Secretary for Transport and Logistics
- Incumbent
- Assumed office 5 December 2024
- Chief Executive: John Lee Ka-chiu
- Preceded by: Lam Sai-hung

Permanent Secretary for Transport and Logistics
- In office 1 August 2020 – 5 December 2024
- Preceded by: Frank Chan

Commissioner for Transport
- In office 11 October 2017 – July 2020
- Preceded by: Ingrid Yeung Ho Poi-yan
- Succeeded by: Rosanna Law

Personal details
- Born: 4 January 1966 (age 60)
- Spouse: Leung Chun-wing
- Education: Chinese University of Hong Kong

= Mable Chan =

Hong Kong government official (born 1966)

Mable Chan (陳美寶, born 4 January 1966) is a Hong Kong government official, the current Secretary for Transport and Logistics.

Chan studied business administration at Chinese University of Hong Kong, before joining the civil service in July 1989 as an administrative officer.
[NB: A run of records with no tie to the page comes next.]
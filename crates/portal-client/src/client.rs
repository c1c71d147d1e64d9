//! Client strategies.
//!
//! [`AuthenticatedClient`] and [`CachingAuthenticatedClient`] are two named
//! strategies behind one [`HttpClient`] interface. Callers receive an
//! `Arc<dyn HttpClient>` from [`build_client`] and never depend on which one the
//! configuration selected.

use std::sync::Arc;

use async_trait::async_trait;
use serde_json::Value;

use crate::auth::AuthInterceptor;
use crate::cache::{CacheInterceptor, ResponseCache};
use crate::clock::{Clock, SystemClock};
use crate::config::{ClientConfig, ClientStrategy};
use crate::credentials::CredentialStore;
use crate::error::Result;
use crate::navigator::Navigator;
use crate::pipeline::Pipeline;
use crate::request::{ApiResponse, OutboundRequest};

/// Services a client depends on, injected explicitly so each client (and each
/// test) can have its own isolated session state.
#[derive(Clone)]
pub struct ClientContext {
    pub credentials: Arc<dyn CredentialStore>,
    pub navigator: Arc<dyn Navigator>,
    pub clock: Arc<dyn Clock>,
}

impl ClientContext {
    pub fn new(credentials: Arc<dyn CredentialStore>, navigator: Arc<dyn Navigator>) -> Self {
        Self {
            credentials,
            navigator,
            clock: Arc::new(SystemClock),
        }
    }

    #[must_use]
    pub fn with_clock(mut self, clock: Arc<dyn Clock>) -> Self {
        self.clock = clock;
        self
    }
}

/// A client for the portal backend.
#[async_trait]
pub trait HttpClient: Send + Sync {
    /// Sends a request through the interceptor pipeline.
    async fn send(&self, request: OutboundRequest) -> Result<ApiResponse>;

    /// Which strategy this client implements.
    fn strategy(&self) -> ClientStrategy;

    /// Ends the session: deletes the stored credential and drops any state
    /// derived from it. Returns `true` if a credential was present.
    fn logout(&self) -> Result<bool>;

    async fn get(&self, path: &str) -> Result<ApiResponse> {
        self.send(OutboundRequest::get(path)).await
    }

    async fn get_with_query(&self, path: &str, query: &[(String, String)]) -> Result<ApiResponse> {
        let mut request = OutboundRequest::get(path);
        request.query = query.to_vec();
        self.send(request).await
    }

    async fn post(&self, path: &str, body: Value) -> Result<ApiResponse> {
        self.send(OutboundRequest::post(path, body)).await
    }

    async fn put(&self, path: &str, body: Value) -> Result<ApiResponse> {
        self.send(OutboundRequest::put(path, body)).await
    }

    async fn patch(&self, path: &str, body: Value) -> Result<ApiResponse> {
        self.send(OutboundRequest::patch(path, body)).await
    }

    async fn delete(&self, path: &str) -> Result<ApiResponse> {
        self.send(OutboundRequest::delete(path)).await
    }
}

/// Attaches the bearer credential and handles 401 with purge + redirect.
pub struct AuthenticatedClient {
    pipeline: Pipeline,
    credentials: Arc<dyn CredentialStore>,
}

impl AuthenticatedClient {
    /// # Errors
    ///
    /// Returns an error if the base URL is invalid or the HTTP client cannot be
    /// built.
    pub fn new(config: &ClientConfig, ctx: ClientContext) -> Result<Self> {
        let auth = AuthInterceptor::new(
            ctx.credentials.clone(),
            ctx.navigator.clone(),
            config.login_route.clone(),
        );
        let pipeline = Pipeline::new(config)?.with_interceptor(Arc::new(auth));

        Ok(Self {
            pipeline,
            credentials: ctx.credentials,
        })
    }

    pub fn base_url(&self) -> &str {
        self.pipeline.base_url()
    }
}

#[async_trait]
impl HttpClient for AuthenticatedClient {
    async fn send(&self, request: OutboundRequest) -> Result<ApiResponse> {
        self.pipeline.execute(request).await
    }

    fn strategy(&self) -> ClientStrategy {
        ClientStrategy::Plain
    }

    fn logout(&self) -> Result<bool> {
        self.credentials.clear()
    }
}

/// [`AuthenticatedClient`] behavior plus a TTL response cache for reads.
pub struct CachingAuthenticatedClient {
    pipeline: Pipeline,
    credentials: Arc<dyn CredentialStore>,
    cache: Arc<ResponseCache>,
}

impl CachingAuthenticatedClient {
    /// # Errors
    ///
    /// Returns an error if the base URL is invalid or the HTTP client cannot be
    /// built.
    pub fn new(config: &ClientConfig, ctx: ClientContext) -> Result<Self> {
        let cache = Arc::new(ResponseCache::new(config.cache.ttl(), ctx.clock.clone()));
        let auth = AuthInterceptor::new(
            ctx.credentials.clone(),
            ctx.navigator.clone(),
            config.login_route.clone(),
        );
        let caching = CacheInterceptor::new(cache.clone(), config.cache.clone());

        // Auth first: the cache scopes itself by the attached credential.
        let pipeline = Pipeline::new(config)?
            .with_interceptor(Arc::new(auth))
            .with_interceptor(Arc::new(caching));

        Ok(Self {
            pipeline,
            credentials: ctx.credentials,
            cache,
        })
    }

    pub fn cache(&self) -> &Arc<ResponseCache> {
        &self.cache
    }

    pub fn base_url(&self) -> &str {
        self.pipeline.base_url()
    }
}

#[async_trait]
impl HttpClient for CachingAuthenticatedClient {
    async fn send(&self, request: OutboundRequest) -> Result<ApiResponse> {
        self.pipeline.execute(request).await
    }

    fn strategy(&self) -> ClientStrategy {
        ClientStrategy::Caching
    }

    fn logout(&self) -> Result<bool> {
        self.cache.invalidate_session();
        self.credentials.clear()
    }
}

/// Builds the client selected by `config.strategy`.
///
/// # Errors
///
/// Returns an error if the base URL is invalid or the HTTP client cannot be
/// built.
pub fn build_client(config: &ClientConfig, ctx: ClientContext) -> Result<Arc<dyn HttpClient>> {
    tracing::debug!(strategy = ?config.strategy, base_url = %config.base_url, "Building portal client");
    let client: Arc<dyn HttpClient> = match config.strategy {
        ClientStrategy::Plain => Arc::new(AuthenticatedClient::new(config, ctx)?),
        ClientStrategy::Caching => Arc::new(CachingAuthenticatedClient::new(config, ctx)?),
    };
    Ok(client)
}
pub mod auth;
pub mod catalog;
pub mod request;
use std::sync::Mutex;
use std::time::Duration;

use time::OffsetDateTime;

/// Source of wall-clock time for cache timestamps.
pub trait Clock: Send + Sync {
    fn now(&self) -> OffsetDateTime;
}

/// The real system clock.
#[derive(Debug, Default, Clone, Copy)]
pub struct SystemClock;

impl Clock for SystemClock {
    fn now(&self) -> OffsetDateTime {
        OffsetDateTime::now_utc()
    }
}

/// A clock that only moves when told to.
#[derive(Debug)]
pub struct ManualClock {
    now: Mutex<OffsetDateTime>,
}

impl ManualClock {
    pub fn new(start: OffsetDateTime) -> Self {
        Self {
            now: Mutex::new(start),
        }
    }

    /// Starts at the current system time.
    pub fn starting_now() -> Self {
        Self::new(OffsetDateTime::now_utc())
    }

    pub fn advance(&self, by: Duration) {
        if let Ok(mut now) = self.now.lock() {
            *now += by;
        }
    }
}

impl Clock for ManualClock {
    fn now(&self) -> OffsetDateTime {
        self.now
            .lock()
            .map(|now| *now)
            .unwrap_or_else(|_| OffsetDateTime::now_utc())
    }
}
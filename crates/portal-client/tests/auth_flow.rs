use std::sync::Arc;

use portal_client::{
    AuthenticatedClient, ClientConfig, ClientContext, ClientError, CredentialStore, HttpClient,
    MemoryCredentialStore, OutboundRequest, RecordingNavigator,
};
use serde_json::json;
use wiremock::matchers::{body_json, header, method, path, query_param};
use wiremock::{Mock, MockServer, ResponseTemplate};

struct Harness {
    server: MockServer,
    store: Arc<MemoryCredentialStore>,
    nav: Arc<RecordingNavigator>,
    client: AuthenticatedClient,
}

async fn harness(token: Option<&str>) -> Harness {
    let server = MockServer::start().await;
    let store = Arc::new(match token {
        Some(t) => MemoryCredentialStore::with_token(t),
        None => MemoryCredentialStore::new(),
    });
    let nav = Arc::new(RecordingNavigator::new());
    let config = ClientConfig::new().with_base_url(format!("{}/api", server.uri()));
    let client =
        AuthenticatedClient::new(&config, ClientContext::new(store.clone(), nav.clone())).unwrap();

    Harness {
        server,
        store,
        nav,
        client,
    }
}

#[tokio::test]
async fn attaches_bearer_token_when_logged_in() {
    let h = harness(Some("T")).await;

    Mock::given(method("GET"))
        .and(path("/api/clients"))
        .and(header("Authorization", "Bearer T"))
        .and(header("Content-Type", "application/json"))
        .respond_with(ResponseTemplate::new(200).set_body_json(json!({"data": []})))
        .expect(1)
        .mount(&h.server)
        .await;

    let resp = h.client.get("/clients").await.unwrap();
    assert_eq!(resp.status, 200);
    assert_eq!(resp.data, json!({"data": []}));
}

#[tokio::test]
async fn omits_authorization_when_logged_out() {
    let h = harness(None).await;

    Mock::given(method("GET"))
        .and(path("/api/services"))
        .respond_with(ResponseTemplate::new(200).set_body_json(json!([])))
        .expect(1)
        .mount(&h.server)
        .await;

    h.client.get("/services").await.unwrap();

    let requests = h.server.received_requests().await.unwrap();
    assert_eq!(requests.len(), 1);
    assert!(requests[0].headers.get("authorization").is_none());
}

#[tokio::test]
async fn unauthorized_purges_credential_and_redirects_for_any_path() {
    for target in ["/clients", "/projects/42/milestones", "/tickets"] {
        let h = harness(Some("stale")).await;

        Mock::given(method("GET"))
            .respond_with(ResponseTemplate::new(401).set_body_string("token expired"))
            .mount(&h.server)
            .await;

        let err = h.client.get(target).await.unwrap_err();
        assert!(err.is_unauthorized(), "{target}: {err}");
        assert_eq!(h.store.load().unwrap(), None);
        assert_eq!(h.nav.routes(), vec!["/client-login"]);
    }
}

#[tokio::test]
async fn non_401_failures_pass_through_untouched() {
    let h = harness(Some("T")).await;

    Mock::given(method("POST"))
        .and(path("/api/withdrawals"))
        .respond_with(ResponseTemplate::new(500).set_body_string("ledger offline"))
        .mount(&h.server)
        .await;

    let err = h
        .client
        .post("/withdrawals", json!({"amount": 100}))
        .await
        .unwrap_err();

    match err {
        ClientError::Http { status, body } => {
            assert_eq!(status, 500);
            assert_eq!(body, "ledger offline");
        }
        other => panic!("expected HTTP error, got {other:?}"),
    }
    assert_eq!(h.store.load().unwrap().as_deref(), Some("T"));
    assert!(h.nav.routes().is_empty());
}

#[tokio::test]
async fn forbidden_is_not_treated_as_logout() {
    let h = harness(Some("T")).await;

    Mock::given(method("GET"))
        .respond_with(ResponseTemplate::new(403))
        .mount(&h.server)
        .await;

    let err = h.client.get("/admin/partners").await.unwrap_err();
    assert_eq!(err.status(), Some(403));
    assert_eq!(h.store.load().unwrap().as_deref(), Some("T"));
    assert!(h.nav.routes().is_empty());
}

#[tokio::test]
async fn sends_query_and_json_body() {
    let h = harness(Some("T")).await;

    Mock::given(method("PUT"))
        .and(path("/api/leads/9"))
        .and(query_param("notify", "true"))
        .and(body_json(json!({"status": "quoted"})))
        .respond_with(ResponseTemplate::new(200).set_body_json(json!({"id": 9, "status": "quoted"})))
        .expect(1)
        .mount(&h.server)
        .await;

    let request = OutboundRequest::put("/leads/9", json!({"status": "quoted"})).with_query("notify", "true");
    let resp = h.client.send(request).await.unwrap();
    assert_eq!(resp.data["status"], "quoted");
}

#[tokio::test]
async fn empty_success_body_is_null() {
    let h = harness(Some("T")).await;

    Mock::given(method("DELETE"))
        .and(path("/api/tickets/3"))
        .respond_with(ResponseTemplate::new(204))
        .mount(&h.server)
        .await;

    let resp = h.client.delete("/tickets/3").await.unwrap();
    assert_eq!(resp.status, 204);
    assert!(resp.data.is_null());
}

#[tokio::test]
async fn network_failure_surfaces_as_network_error() {
    let store = Arc::new(MemoryCredentialStore::with_token("T"));
    let nav = Arc::new(RecordingNavigator::new());
    // Port 9 (discard) on localhost is not expected to accept HTTP.
    let config = ClientConfig::new().with_base_url("http://127.0.0.1:9/api");
    let client = AuthenticatedClient::new(&config, ClientContext::new(store.clone(), nav.clone())).unwrap();

    let err = client.get("/clients").await.unwrap_err();
    assert!(matches!(err, ClientError::Network(_)), "{err:?}");
    assert_eq!(store.load().unwrap().as_deref(), Some("T"));
    assert!(nav.routes().is_empty());
}

#[tokio::test]
async fn end_to_end_login_then_session_expiry() {
    let h = harness(None).await;
    h.store.store("abc123").unwrap();

    Mock::given(method("GET"))
        .and(path("/api/clients"))
        .respond_with(ResponseTemplate::new(401))
        .expect(1)
        .mount(&h.server)
        .await;

    let err = h.client.get("/clients").await.unwrap_err();
    assert!(err.is_unauthorized());

    let requests = h.server.received_requests().await.unwrap();
    assert_eq!(
        requests[0].headers.get("authorization").unwrap(),
        "Bearer abc123"
    );
    assert_eq!(h.store.load().unwrap(), None);
    assert_eq!(h.nav.last().as_deref(), Some("/client-login"));
}

#[tokio::test]
async fn sub_second_timeout_applies_to_requests() {
    let server = MockServer::start().await;
    Mock::given(method("GET"))
        .and(path("/api/clients"))
        .respond_with(ResponseTemplate::new(200).set_body_json(json!({"data": []})))
        .mount(&server)
        .await;
    Mock::given(method("GET"))
        .and(path("/api/reports"))
        .respond_with(
            ResponseTemplate::new(200)
                .set_body_json(json!({"data": []}))
                .set_delay(std::time::Duration::from_secs(2)),
        )
        .mount(&server)
        .await;

    let config = ClientConfig::new()
        .with_base_url(format!("{}/api", server.uri()))
        .with_timeout(std::time::Duration::from_millis(500));
    let ctx = ClientContext::new(
        Arc::new(MemoryCredentialStore::with_token("T")),
        Arc::new(RecordingNavigator::new()),
    );
    let client = AuthenticatedClient::new(&config, ctx).unwrap();

    let resp = client.get("/clients").await.unwrap();
    assert_eq!(resp.status, 200);

    let err = client.get("/reports").await.unwrap_err();
    assert!(matches!(err, ClientError::Network(_)), "got {err:?}");
}
//! Request and response values flowing through the client pipeline.

use reqwest::Method;
use reqwest::header::{HeaderMap, HeaderName, HeaderValue};
use serde_json::Value;

/// One logical call to the backend.
///
/// Built fresh by the caller and handed to the pipeline, which owns it for the
/// duration of the call. Interceptors may add headers during the request phase.
#[derive(Debug, Clone)]
pub struct OutboundRequest {
    pub method: Method,
    pub path: String,
    pub query: Vec<(String, String)>,
    pub body: Option<Value>,
    pub headers: HeaderMap,
}

impl OutboundRequest {
    pub fn new(method: Method, path: impl Into<String>) -> Self {
        Self {
            method,
            path: path.into(),
            query: Vec::new(),
            body: None,
            headers: HeaderMap::new(),
        }
    }

    pub fn get(path: impl Into<String>) -> Self {
        Self::new(Method::GET, path)
    }

    pub fn post(path: impl Into<String>, body: Value) -> Self {
        Self::new(Method::POST, path).with_body(body)
    }

    pub fn put(path: impl Into<String>, body: Value) -> Self {
        Self::new(Method::PUT, path).with_body(body)
    }

    pub fn patch(path: impl Into<String>, body: Value) -> Self {
        Self::new(Method::PATCH, path).with_body(body)
    }

    pub fn delete(path: impl Into<String>) -> Self {
        Self::new(Method::DELETE, path)
    }

    /// Append a query parameter. Order is preserved.
    #[must_use]
    pub fn with_query(mut self, key: impl Into<String>, value: impl Into<String>) -> Self {
        self.query.push((key.into(), value.into()));
        self
    }

    #[must_use]
    pub fn with_body(mut self, body: Value) -> Self {
        self.body = Some(body);
        self
    }

    #[must_use]
    pub fn with_header(mut self, name: HeaderName, value: HeaderValue) -> Self {
        self.headers.insert(name, value);
        self
    }

    /// `GET` and `HEAD` are the only methods whose responses may be reused.
    pub fn is_idempotent_read(&self) -> bool {
        self.method == Method::GET || self.method == Method::HEAD
    }
}

/// Where a successful response came from.
#[derive(Debug, Clone, Copy, PartialEq, Eq)]
pub enum ResponseSource {
    Network,
    Cache,
}

/// A successful backend response.
///
/// Cache hits carry exactly the same shape as the original network response,
/// only `source` differs.
#[derive(Debug, Clone, PartialEq)]
pub struct ApiResponse {
    pub status: u16,
    pub data: Value,
    pub source: ResponseSource,
}

impl ApiResponse {
    pub fn from_network(status: u16, data: Value) -> Self {
        Self {
            status,
            data,
            source: ResponseSource::Network,
        }
    }

    pub fn is_cached(&self) -> bool {
        self.source == ResponseSource::Cache
    }
}
// Tracing initialization for the CLI. Logs go to stderr so piped JSON output stays clean.
use tracing_subscriber::{EnvFilter, fmt, prelude::*};

pub fn init_tracing(verbose: bool) {
    init_tracing_with_level(if verbose { "portal_client=debug,portal=debug" } else { "warn" });
}

pub fn init_tracing_with_level(level: &str) {
    // Prefer RUST_LOG from env, otherwise use provided level string.
    let filter = std::env::var("RUST_LOG")
        .ok()
        .and_then(|_| EnvFilter::try_from_default_env().ok())
        .unwrap_or_else(|| EnvFilter::new(level));

    let _ = tracing_subscriber::registry()
        .with(filter)
        .with(fmt::layer().with_writer(std::io::stderr).with_target(false))
        .try_init();
}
She was appointed Commissioner for Transport in 2017, and promoted to Permanent Secretary for Transport and Housing (Transport) in 2020 and Permanent Secretary for Transport and Logistics in 2022 following a government revamp.

After serving in various transport-related positions for seven years, Chan was appointed Secretary for Transport and Logistics as Chief Executive John Lee reshuffled his cabinet in December 2024. She was succeeding sacked Lam Sai-hung. Lee praised her and Rosanna Law, who was her successor as transport commissioner and also joining the cabinet, for their "leadership, the articulation skills and the proactivity".